*** DATA TO PROCESS ***

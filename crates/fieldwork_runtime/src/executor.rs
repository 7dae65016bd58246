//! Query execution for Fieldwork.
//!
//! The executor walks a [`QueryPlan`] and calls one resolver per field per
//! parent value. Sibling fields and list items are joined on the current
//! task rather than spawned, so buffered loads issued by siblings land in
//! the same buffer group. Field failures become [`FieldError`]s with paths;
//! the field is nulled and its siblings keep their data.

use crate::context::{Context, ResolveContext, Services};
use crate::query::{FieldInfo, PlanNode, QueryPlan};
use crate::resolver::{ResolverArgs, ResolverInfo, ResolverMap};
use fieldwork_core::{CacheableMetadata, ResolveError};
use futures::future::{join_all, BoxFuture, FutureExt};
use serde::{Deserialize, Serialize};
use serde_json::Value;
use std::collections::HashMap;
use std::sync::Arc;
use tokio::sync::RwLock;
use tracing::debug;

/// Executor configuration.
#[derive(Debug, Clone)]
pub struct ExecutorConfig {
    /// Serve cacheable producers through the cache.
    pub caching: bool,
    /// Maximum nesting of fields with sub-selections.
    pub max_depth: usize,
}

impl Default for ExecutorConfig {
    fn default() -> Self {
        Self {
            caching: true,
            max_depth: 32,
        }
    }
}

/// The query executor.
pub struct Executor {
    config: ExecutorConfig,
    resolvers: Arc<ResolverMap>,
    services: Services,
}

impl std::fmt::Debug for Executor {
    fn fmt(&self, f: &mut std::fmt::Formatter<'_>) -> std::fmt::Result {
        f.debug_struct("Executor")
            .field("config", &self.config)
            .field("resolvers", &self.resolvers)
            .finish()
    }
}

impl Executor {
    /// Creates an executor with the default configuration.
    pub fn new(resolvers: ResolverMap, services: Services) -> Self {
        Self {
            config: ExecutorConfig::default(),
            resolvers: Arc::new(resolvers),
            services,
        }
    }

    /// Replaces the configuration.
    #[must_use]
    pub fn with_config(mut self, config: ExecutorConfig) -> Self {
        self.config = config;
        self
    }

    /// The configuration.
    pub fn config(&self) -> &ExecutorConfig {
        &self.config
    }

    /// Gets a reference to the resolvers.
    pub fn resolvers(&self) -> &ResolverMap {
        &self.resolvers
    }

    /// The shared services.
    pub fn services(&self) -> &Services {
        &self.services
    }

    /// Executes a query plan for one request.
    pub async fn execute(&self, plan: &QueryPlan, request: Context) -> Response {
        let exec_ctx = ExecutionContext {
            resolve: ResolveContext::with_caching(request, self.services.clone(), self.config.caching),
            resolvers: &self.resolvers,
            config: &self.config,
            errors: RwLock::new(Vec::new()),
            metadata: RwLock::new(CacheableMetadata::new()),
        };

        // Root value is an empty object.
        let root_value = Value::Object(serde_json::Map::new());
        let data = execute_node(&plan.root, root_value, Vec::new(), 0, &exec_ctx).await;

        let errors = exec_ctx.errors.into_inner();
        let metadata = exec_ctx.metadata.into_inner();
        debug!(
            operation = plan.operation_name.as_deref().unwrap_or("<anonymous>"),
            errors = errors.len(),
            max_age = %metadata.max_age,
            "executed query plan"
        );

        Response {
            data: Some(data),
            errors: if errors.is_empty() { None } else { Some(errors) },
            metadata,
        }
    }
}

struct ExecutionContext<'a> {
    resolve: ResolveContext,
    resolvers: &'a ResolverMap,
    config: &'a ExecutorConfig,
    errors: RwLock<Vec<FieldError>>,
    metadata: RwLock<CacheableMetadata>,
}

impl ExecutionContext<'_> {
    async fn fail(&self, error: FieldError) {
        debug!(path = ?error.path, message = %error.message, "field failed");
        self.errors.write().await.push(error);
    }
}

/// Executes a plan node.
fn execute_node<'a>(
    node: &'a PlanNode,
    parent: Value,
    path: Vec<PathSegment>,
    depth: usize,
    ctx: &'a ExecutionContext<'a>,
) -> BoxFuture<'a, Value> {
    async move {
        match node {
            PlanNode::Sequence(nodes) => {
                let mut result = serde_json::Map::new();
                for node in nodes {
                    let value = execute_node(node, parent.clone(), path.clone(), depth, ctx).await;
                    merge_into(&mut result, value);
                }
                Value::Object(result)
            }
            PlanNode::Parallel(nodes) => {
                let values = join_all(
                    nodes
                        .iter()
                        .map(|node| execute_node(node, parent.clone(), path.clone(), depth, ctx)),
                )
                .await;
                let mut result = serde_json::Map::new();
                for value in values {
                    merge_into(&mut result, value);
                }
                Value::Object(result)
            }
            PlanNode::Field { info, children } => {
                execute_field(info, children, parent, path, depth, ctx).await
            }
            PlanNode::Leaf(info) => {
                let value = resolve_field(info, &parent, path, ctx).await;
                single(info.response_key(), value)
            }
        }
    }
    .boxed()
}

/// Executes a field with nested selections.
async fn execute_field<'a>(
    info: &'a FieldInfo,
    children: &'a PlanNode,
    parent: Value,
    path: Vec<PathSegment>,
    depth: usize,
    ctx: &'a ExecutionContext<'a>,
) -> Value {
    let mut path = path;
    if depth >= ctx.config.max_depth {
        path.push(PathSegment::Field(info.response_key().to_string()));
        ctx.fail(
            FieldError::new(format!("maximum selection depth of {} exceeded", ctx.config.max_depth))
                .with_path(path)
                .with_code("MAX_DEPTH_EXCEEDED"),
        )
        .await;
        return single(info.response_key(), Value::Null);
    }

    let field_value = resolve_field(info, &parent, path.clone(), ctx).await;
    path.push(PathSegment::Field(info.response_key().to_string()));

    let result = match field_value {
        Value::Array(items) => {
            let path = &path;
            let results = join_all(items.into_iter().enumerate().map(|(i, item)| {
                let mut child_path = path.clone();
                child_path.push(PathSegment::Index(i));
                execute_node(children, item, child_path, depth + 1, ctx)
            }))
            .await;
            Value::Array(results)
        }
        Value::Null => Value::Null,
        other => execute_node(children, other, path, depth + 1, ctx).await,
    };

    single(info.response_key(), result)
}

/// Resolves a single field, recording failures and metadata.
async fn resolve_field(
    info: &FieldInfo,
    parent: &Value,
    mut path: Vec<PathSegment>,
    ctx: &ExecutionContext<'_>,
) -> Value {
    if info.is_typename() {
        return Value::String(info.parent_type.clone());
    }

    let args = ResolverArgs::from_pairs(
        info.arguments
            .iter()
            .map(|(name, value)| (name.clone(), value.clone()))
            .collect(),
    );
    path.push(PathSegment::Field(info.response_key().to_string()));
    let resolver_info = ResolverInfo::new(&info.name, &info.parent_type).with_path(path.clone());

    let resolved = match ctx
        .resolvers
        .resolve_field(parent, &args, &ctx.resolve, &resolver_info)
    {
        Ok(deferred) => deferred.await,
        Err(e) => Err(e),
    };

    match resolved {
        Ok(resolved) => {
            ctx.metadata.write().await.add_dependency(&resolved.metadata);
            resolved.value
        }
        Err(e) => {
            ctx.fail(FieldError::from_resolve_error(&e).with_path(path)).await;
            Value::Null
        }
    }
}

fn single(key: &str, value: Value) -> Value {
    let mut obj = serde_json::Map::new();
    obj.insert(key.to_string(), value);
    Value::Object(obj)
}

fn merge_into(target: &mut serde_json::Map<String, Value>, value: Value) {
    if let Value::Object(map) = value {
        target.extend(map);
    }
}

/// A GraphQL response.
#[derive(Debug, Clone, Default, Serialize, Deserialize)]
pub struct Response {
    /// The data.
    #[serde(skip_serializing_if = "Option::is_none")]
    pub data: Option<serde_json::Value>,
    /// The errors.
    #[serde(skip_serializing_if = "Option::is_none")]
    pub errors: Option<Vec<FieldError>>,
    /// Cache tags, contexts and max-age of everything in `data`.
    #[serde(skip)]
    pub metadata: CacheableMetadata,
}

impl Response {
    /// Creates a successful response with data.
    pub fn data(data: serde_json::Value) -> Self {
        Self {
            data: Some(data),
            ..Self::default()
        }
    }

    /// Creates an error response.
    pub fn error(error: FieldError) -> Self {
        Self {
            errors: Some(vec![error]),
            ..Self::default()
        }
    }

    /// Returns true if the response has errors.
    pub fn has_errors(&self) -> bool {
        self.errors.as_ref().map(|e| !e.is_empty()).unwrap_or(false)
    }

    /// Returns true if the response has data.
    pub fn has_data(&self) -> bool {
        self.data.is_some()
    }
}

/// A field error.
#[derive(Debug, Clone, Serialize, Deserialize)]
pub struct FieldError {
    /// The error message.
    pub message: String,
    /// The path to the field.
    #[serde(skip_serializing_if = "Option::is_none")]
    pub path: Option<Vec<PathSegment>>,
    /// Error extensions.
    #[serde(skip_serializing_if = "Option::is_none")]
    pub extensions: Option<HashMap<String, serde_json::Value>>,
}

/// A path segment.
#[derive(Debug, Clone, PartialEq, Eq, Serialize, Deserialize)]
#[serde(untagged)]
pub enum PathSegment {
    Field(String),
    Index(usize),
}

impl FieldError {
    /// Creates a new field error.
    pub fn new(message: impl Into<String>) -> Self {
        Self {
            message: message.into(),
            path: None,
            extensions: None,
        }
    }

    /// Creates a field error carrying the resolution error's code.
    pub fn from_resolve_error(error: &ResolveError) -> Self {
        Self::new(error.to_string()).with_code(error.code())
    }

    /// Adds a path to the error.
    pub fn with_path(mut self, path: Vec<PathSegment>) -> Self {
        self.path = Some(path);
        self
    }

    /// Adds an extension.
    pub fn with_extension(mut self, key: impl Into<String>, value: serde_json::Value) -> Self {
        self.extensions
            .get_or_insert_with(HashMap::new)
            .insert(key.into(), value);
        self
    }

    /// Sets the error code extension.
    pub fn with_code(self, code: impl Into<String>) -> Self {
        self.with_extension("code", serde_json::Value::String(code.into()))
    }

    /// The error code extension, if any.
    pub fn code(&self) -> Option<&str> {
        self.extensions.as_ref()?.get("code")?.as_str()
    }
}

***

> ACTIVITY: Show the lines of the entries that include the string "nodes", copying each in full.

> EXERCISE RESULT:
            PlanNode::Sequence(nodes) => {
                for node in nodes {
            PlanNode::Parallel(nodes) => {
                    nodes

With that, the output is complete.